*** DATASET EXCERPTS ***
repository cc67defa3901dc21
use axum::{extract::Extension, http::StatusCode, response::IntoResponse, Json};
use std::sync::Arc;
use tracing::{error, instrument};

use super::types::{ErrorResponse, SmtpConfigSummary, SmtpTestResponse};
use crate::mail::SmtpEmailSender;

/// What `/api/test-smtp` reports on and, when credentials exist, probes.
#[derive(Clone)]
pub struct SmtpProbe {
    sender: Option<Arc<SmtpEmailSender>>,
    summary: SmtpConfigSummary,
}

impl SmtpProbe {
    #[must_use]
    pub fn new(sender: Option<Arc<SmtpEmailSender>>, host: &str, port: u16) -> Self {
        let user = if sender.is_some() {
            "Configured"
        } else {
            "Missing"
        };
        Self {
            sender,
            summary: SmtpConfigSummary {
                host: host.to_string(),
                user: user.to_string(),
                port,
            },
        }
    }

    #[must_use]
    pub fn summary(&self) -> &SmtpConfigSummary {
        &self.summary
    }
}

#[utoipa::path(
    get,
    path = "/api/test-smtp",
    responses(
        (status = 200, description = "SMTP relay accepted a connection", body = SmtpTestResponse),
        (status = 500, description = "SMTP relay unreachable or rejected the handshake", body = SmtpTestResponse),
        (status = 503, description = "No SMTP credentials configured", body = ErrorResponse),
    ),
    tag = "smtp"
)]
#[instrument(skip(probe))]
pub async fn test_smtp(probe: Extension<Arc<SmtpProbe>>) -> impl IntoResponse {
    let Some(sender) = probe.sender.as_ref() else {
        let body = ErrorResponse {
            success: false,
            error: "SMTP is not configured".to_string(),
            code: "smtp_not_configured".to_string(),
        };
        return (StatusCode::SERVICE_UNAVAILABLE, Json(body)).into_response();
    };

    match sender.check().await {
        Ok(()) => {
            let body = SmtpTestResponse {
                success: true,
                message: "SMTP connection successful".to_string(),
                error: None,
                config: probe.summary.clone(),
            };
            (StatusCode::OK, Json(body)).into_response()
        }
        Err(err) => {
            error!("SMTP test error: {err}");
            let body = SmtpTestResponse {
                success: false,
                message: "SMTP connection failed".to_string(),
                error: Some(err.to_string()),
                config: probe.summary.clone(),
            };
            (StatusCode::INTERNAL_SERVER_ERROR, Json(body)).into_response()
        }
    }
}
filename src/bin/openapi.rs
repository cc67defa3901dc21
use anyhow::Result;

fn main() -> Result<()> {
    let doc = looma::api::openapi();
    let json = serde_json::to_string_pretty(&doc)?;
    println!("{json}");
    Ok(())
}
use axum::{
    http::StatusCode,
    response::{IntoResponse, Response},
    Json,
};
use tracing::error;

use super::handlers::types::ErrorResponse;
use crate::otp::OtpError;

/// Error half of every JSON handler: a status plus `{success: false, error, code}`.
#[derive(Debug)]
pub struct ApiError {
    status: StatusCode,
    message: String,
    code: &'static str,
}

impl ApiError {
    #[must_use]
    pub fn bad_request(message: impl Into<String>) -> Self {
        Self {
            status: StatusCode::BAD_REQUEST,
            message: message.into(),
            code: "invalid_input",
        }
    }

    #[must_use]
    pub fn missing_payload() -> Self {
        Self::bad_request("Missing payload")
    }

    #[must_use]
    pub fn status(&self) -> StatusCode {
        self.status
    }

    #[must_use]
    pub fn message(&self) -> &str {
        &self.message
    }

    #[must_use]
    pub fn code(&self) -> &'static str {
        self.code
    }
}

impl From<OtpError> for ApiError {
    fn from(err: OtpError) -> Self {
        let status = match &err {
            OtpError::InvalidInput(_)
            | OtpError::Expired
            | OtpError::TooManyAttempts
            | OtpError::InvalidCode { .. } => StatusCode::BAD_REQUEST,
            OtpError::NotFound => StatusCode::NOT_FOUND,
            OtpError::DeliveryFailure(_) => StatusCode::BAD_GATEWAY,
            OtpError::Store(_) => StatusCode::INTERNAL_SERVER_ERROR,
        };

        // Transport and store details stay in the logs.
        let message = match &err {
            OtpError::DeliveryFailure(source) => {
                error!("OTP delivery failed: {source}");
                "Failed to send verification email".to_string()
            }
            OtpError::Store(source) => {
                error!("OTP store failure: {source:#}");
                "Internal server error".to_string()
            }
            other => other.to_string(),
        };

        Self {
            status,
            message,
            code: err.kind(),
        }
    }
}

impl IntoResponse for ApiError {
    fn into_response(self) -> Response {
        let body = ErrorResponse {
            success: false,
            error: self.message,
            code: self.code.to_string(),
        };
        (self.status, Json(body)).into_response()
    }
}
*** End of DATASET EXCERPTS ***
*** DATASET EXCERPTS ***
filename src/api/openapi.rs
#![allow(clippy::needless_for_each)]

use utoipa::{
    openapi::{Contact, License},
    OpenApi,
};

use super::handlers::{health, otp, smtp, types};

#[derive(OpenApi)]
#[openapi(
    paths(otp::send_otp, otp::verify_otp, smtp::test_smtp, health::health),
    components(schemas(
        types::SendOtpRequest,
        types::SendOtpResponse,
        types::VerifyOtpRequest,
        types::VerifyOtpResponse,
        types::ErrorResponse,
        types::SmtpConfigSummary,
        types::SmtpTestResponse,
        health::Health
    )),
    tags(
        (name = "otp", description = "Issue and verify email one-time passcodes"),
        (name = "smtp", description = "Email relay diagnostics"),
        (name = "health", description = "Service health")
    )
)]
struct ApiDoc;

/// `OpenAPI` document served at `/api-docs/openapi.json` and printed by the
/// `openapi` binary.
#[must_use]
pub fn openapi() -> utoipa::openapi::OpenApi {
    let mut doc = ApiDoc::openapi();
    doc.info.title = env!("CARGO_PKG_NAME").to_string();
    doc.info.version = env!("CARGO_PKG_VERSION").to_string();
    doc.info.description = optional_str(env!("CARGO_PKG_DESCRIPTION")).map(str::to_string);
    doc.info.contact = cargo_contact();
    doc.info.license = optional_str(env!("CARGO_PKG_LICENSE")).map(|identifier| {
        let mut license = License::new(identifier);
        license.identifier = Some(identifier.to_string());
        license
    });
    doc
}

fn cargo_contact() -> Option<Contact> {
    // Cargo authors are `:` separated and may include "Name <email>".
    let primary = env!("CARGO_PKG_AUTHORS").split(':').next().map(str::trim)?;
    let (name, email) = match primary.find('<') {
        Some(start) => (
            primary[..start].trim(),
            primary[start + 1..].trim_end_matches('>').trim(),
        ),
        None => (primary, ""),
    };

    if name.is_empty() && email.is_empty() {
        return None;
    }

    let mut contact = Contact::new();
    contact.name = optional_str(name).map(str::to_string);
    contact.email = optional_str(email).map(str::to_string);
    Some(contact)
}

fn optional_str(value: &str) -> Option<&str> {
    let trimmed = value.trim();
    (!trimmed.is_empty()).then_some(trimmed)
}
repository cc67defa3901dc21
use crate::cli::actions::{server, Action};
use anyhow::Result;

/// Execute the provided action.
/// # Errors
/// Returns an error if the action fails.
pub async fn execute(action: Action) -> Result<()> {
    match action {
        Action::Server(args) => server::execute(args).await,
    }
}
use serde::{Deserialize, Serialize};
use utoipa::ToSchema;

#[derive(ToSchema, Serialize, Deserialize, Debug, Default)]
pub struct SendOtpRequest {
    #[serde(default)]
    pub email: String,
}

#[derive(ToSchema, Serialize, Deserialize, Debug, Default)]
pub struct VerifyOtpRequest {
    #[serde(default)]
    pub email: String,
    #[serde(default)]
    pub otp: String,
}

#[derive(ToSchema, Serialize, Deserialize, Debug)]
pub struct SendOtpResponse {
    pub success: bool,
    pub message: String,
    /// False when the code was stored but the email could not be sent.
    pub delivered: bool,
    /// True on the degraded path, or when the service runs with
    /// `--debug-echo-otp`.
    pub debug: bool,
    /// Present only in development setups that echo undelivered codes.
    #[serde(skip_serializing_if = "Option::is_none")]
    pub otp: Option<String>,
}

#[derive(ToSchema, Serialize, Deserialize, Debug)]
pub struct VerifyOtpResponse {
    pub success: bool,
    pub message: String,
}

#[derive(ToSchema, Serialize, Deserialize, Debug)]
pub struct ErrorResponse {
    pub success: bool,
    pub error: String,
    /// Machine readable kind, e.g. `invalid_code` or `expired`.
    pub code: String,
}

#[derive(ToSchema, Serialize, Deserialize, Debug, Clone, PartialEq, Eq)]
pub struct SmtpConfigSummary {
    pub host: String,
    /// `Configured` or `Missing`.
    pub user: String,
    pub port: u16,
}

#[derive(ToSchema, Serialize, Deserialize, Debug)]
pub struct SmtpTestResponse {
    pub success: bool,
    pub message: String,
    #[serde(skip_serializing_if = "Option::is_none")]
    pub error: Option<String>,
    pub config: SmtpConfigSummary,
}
*** End of DATASET EXCERPTS ***
**WHAT IS EXPECTED**
Go through the records above and copy each line where "static" is found.

**FINAL ANSWER**
    code: &'static str,
    pub fn code(&self) -> &'static str {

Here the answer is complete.